→ **What is expected**: Copy every line from the records below that carries the word "server".

--- START ---

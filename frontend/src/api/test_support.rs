#[cfg(test)]
pub mod mock {
    use crate::api::ApiClient;
    pub use httpmock::prelude::*;

    pub const API_PREFIX: &str = "/api/v1/authenticate";

    pub fn api_path(endpoint: &str) -> String {
        format!("{}/{}", API_PREFIX, endpoint)
    }

    pub fn client_for(server: &MockServer) -> ApiClient {
        ApiClient::new_with_base_url(server.url(API_PREFIX))
    }

    /// A client whose requests never reach a server.
    pub fn unreachable_client() -> ApiClient {
        ApiClient::new_with_base_url("http://127.0.0.1:9/api/v1/authenticate")
    }
}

--- END ---

→ **Solution for this problem**:
    pub fn client_for(server: &MockServer) -> ApiClient {
        ApiClient::new_with_base_url(server.url(API_PREFIX))
    /// A client whose requests never reach a server.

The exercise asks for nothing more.